Provinsi Papua memiliki luas kurang lebih 421.981 km2 dengan topografi yang
bervariasi, mulai dari dataran rendah yang berawa sampai dengan pegunungan yang
puncaknya diselimuti salju. Wilayah Provinsi Papua berbatasan di sebelah utara
dengan Samudera Pasifik, di sebelah selatan dengan Provinsi Maluku dan Laut
Arafura, di sebelah barat dengan Provinsi Maluku dan Maluku Utara, dan di
sebelah timur dengan Negara Papua New Guinea. Bagian penjelasan UU Otsus dinyatakan
antara lain bahwa : “ ... momentum reformasi di Indonesia memberi peluang bagi
timbulnya pemikiran dan kesadaran baru untuk menyelesaikan berbagai
permasalahan besar bangsa Indonesia dalam menata kehidupan berbangsa dan bernegara
yang lebih baik. Majelis Permusyawaratan Rakyat Republik Indonesia menetapkan
perlunya pemberian status Otonomi Khusus kepada Provinsi Irian Jaya sebagaimana
diamanatkan dalam Ketetapan MPR RI Nomor IV/MPR/1999 tentang Garis-Garis Besar
Haluan Negara Tahun 1999-2004 Bab IV huruf (g) angka 2. Dalam Ketetapan MPR RI
Nomor IV/MPR /2000 tentang Rekomendasi Kebijakan Dalam Penyelenggaraan Otonomi
Daerah, yang antara lain menekankan tentang pentingnya segera merealisasikan
Otonomi Khusus tersebut melalui
penetapan suatu undang-undang otonomi khusus bagi Provinsi
Irian Jaya dengan memperhatikan aspirasi masyarakat. Hal ini merupakan suatu
langkah awal yang positif dalam rangka membangun kepercayaan rakyat kepada
Pemerintah, sekaligus merupakan langkah strategis untuk meletakkan kerangka
dasar yang kukuh bagi berbagai upaya yang perlu dilakukan demi tuntasnya
penyelesaian masalah-masalah di Provinsi Papua.
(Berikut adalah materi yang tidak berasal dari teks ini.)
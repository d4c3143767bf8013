//! Free-form data shared by every handler of a dispatcher.

use std::any::Any;
use std::collections::HashMap;
use std::fmt;
use std::sync::Arc;

use parking_lot::RwLock;

type Slot = Arc<dyn Any + Send + Sync>;

/// A string-keyed bag of values, visible to all handlers of one dispatcher.
///
/// Values are stored behind `Arc`, so reads hand out cheap clones. The map
/// itself is guarded by a lock; values that handlers mutate in place need
/// their own interior mutability.
#[derive(Clone, Default)]
pub struct SharedData {
    inner: Arc<RwLock<HashMap<String, Slot>>>,
}

impl SharedData {
    pub fn new() -> Self {
        Self::default()
    }

    /// Stores `value` under `key`, replacing any previous value.
    pub fn insert<T: Send + Sync + 'static>(&self, key: impl Into<String>, value: T) {
        self.inner.write().insert(key.into(), Arc::new(value));
    }

    /// Returns the value under `key` if it exists and has type `T`.
    pub fn get<T: Send + Sync + 'static>(&self, key: &str) -> Option<Arc<T>> {
        let slot = self.inner.read().get(key).cloned()?;
        slot.downcast::<T>().ok()
    }

    /// Removes the value under `key`. Returns whether one was present.
    pub fn remove(&self, key: &str) -> bool {
        self.inner.write().remove(key).is_some()
    }

    pub fn contains(&self, key: &str) -> bool {
        self.inner.read().contains_key(key)
    }

    pub fn len(&self) -> usize {
        self.inner.read().len()
    }

    pub fn is_empty(&self) -> bool {
        self.inner.read().is_empty()
    }

    /// Returns the stored keys, in no particular order.
    pub fn keys(&self) -> Vec<String> {
        self.inner.read().keys().cloned().collect()
    }
}

impl fmt::Debug for SharedData {
    fn fmt(&self, f: &mut fmt::Formatter<'_>) -> fmt::Result {
        f.debug_struct("SharedData")
            .field("keys", &self.keys())
            .finish()
    }
}

#[cfg(test)]
mod tests {
    use super::*;
    use std::sync::atomic::{AtomicUsize, Ordering};

    #[test]
    fn test_typed_access() {
        let shared = SharedData::new();
        shared.insert("greeting", String::from("hello"));

        assert_eq!(shared.get::<String>("greeting").as_deref(), Some(&"hello".to_string()));
        assert!(shared.get::<i32>("greeting").is_none());
        assert!(shared.get::<String>("missing").is_none());
    }

    #[test]
    fn test_clones_share_storage() {
        let shared = SharedData::new();
        let other = shared.clone();
        other.insert("hits", AtomicUsize::new(0));

        shared
            .get::<AtomicUsize>("hits")
            .unwrap()
            .fetch_add(1, Ordering::SeqCst);
        assert_eq!(other.get::<AtomicUsize>("hits").unwrap().load(Ordering::SeqCst), 1);

        assert!(shared.remove("hits"));
        assert!(other.is_empty());
    }
}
Tujuan UU Otsus Papua adalah untuk mewujudkan keadilan,
penegakan supremasi hukum, penghormatan terhadap HAM, percepatan pembangunan
ekonomi, peningkatan kesejahteraan dan kemajuan masyarakat Papua, dadalam
rangka kesetaraan dan keseimbangan dengan kemajuan provinsi lain di Indonesia.
Tujuan tersebut dapat diwujudkan, jika dipenuhinya syarat sebagaimana diuraikan
dalam bagian penjelasan UU Otsus, sebagai berikut :
a) Partisipasi rakyat dalam perencanaan,
pelaksanaan dan pengawasan penyelenggaraan pemerintahan serta pelaksanaan
pembangunan melalui keikutsertaan para wakil adat, agama, dan kaum perempuan;
b) Pelaksanaan pembangunan yang diarahkan
sebesar‐besarnya untuk memenuhi kebutuhan dasar penduduk, terutama penduduk
asli Papua dengan berpegang teguh pada prinsip‐prinsip pelestarian lingkungan,
pembangunan berkelanjutan,berkeadilan dan bermanfaat langsung bagi masyarakat;
dan
c) Penyelenggaraan pemerintahan dan
pembangunan yang dilakukan secara transparan dan bertanggung jawab kepada
masyarakat (Menjawab keinginan bagian pada tulisan ini, DPR Papua melakukan
lobi kepada Pemerintah Pusat, agar proses demokratisasi terutama pelaksanaan
PILGUB dan WAGUB dilakukan oleh DPRP agar Gubernur dapat menyampaikan LPJ dan
bukan LKPJ sesuai pasal 7 dan 18 Undang‐udang Nomor 21.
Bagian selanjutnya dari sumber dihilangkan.